Um estudo sobre saúde mental revela um dado em comum entre o Brasil, a Alemanha e Luxemburgo durante a primeira onda da pandemia: crianças e adolescentes experimentaram uma queda significativa na satisfação com a vida. A pesquisa, pioneira por englobar os três países, indica que adolescentes do sexo feminino e crianças de famílias mais pobres são mais vulneráveis em relação ao bem-estar na crise sanitária da Covid-19. O artigo, intitulado “Subjective Well-Being of Adolescents in Luxembourg, Germany and Brazil During the COVID-19 Pandemic” (Bem-estar subjetivo de adolescentes em Luxemburgo, Alemanha e Brasil durante a pandemia COVID-19) foi publicado no Journal of Adolescent Health.
Crianças e adolescentes entre 10 e 16 anos foram o público-alvo do estudo, conduzido por seis pesquisadores da Universidade Federal da Bahia (UFBA), Universidade Presbiteriana Mackenzie, Universidade de Luxemburgo e Universidade de Tübingen, na Alemanha. Foram coletados dados de 1.613 crianças de Luxemburgo, Alemanha e Brasil, entre maio e julho de 2020. Um questionário online capturou informações sociodemográficas dos participantes, suas experiências durante a pandemia da Covid-19, os níveis atuais e anteriores de satisfação com a vida e bem-estar emocional durante a pandemia.
Um dos pesquisadores que assina o estudo é Neander Abreu, coordenador do Laboratório de Neuropsicologia Clínica e Cognitiva (Neuroclic) do Instituto de Psicologia da UFBA. Abreu reflete que a vulnerabilidade entre os grupos de crianças e adolescentes de famílias de baixa renda é um alerta para a comunidade científica, gestores públicos e sociedade.
“Esses grupos de crianças e adolescentes mais pobres se tornam ainda mais suscetíveis aos efeitos negativos da Covid-19 nos contextos de educação, como o enfrentamento da carga referente a execução de tarefas e aos efeitos de estresse, ansiedade e sobre o bem-estar. É importante observar que esses efeitos foram observados nos diferentes países, o que acende o alerta para condições desfavoráveis para crianças e adolescentes”, comenta Abreu, que também é autor de outra pesquisa publicada neste ano que observou o aumento de depressão e ansiedade em pais após início da pandemia.

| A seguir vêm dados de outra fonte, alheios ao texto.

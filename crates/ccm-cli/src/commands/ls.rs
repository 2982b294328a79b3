//! Directory listing command

use std::path::Path;

use colored::Colorize;

use ccm_core::list_dir;

use crate::error::Result;

/// Run the ls command
pub fn run_ls(dir: &Path, json: bool) -> Result<()> {
    let entries = list_dir(dir);

    if json {
        println!("{}", serde_json::to_string_pretty(&entries)?);
        return Ok(());
    }

    for entry in &entries {
        if entry.is_directory {
            println!("{}/", entry.name.blue().bold());
        } else if entry.is_symlink {
            println!("{} {}", entry.name.cyan(), "(symlink)".dimmed());
        } else {
            let size = entry.size_bytes.map(|s| s.to_string()).unwrap_or_default();
            println!("{} {}", entry.name, size.dimmed());
        }
    }
    Ok(())
}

Em razão das diferentes curvas de infecção e diferentes medidas de combate à pandemia, os cientistas ficaram surpresos com as semelhanças dos resultados nos três países. “Isso sugere que os fatores que influenciam o bem-estar dos adolescentes, apesar dos diferentes contextos, apresentam pontos em comum. Isso pode revelar opções de ação que poderiam ser priorizadas nos planos de resposta global para Covid-19”, diz Sascha Neumann, da Universidade de Tübingen, uma das autoras do artigo.
Para a pesquisa, foram desenvolvidos modelos estatísticos a partir de um conjunto de fatores de risco e de proteção para prever o bem-estar dos adolescentes durante a pandemia. “O medo de ficar doente foi o indicador mais forte de bem-estar emocional nos três países”, afirma Pascale Engel de Abreu, primeira autora do artigo e professora de Psicologia na Universidade de Luxemburgo. Ela citou outros fatores associados ao bem-estar das crianças e adolescentes, a exemplo da maior carga de trabalhos escolares, atividades em casa, a satisfação com a liberdade e com a forma como os adultos as ouvem.
O estudo faz parte do projeto de pesquisa “Covid-Kids” liderado pela Universidade de Luxemburgo. A coordenadora do estudo, Claudine Kirsch, explica as motivações para o projeto: “ Ficou claro que Covid-19 não deixaria nossos filhos incólumes”. O projeto Covid-Kids explorou experiências de educação a distância e o bem-estar em crianças e adolescentes durante a primeira onda da pandemia. Em continuidade, o projeto “Covid-kids II” busca compreender os efeitos de longo prazo da pandemia no bem-estar de crianças e adolescentes. Os resultados podem ajudar a informar o desenvolvimento de intervenções de qualidade que promovam a saúde mental em crianças e adolescentes durante a pandemia global.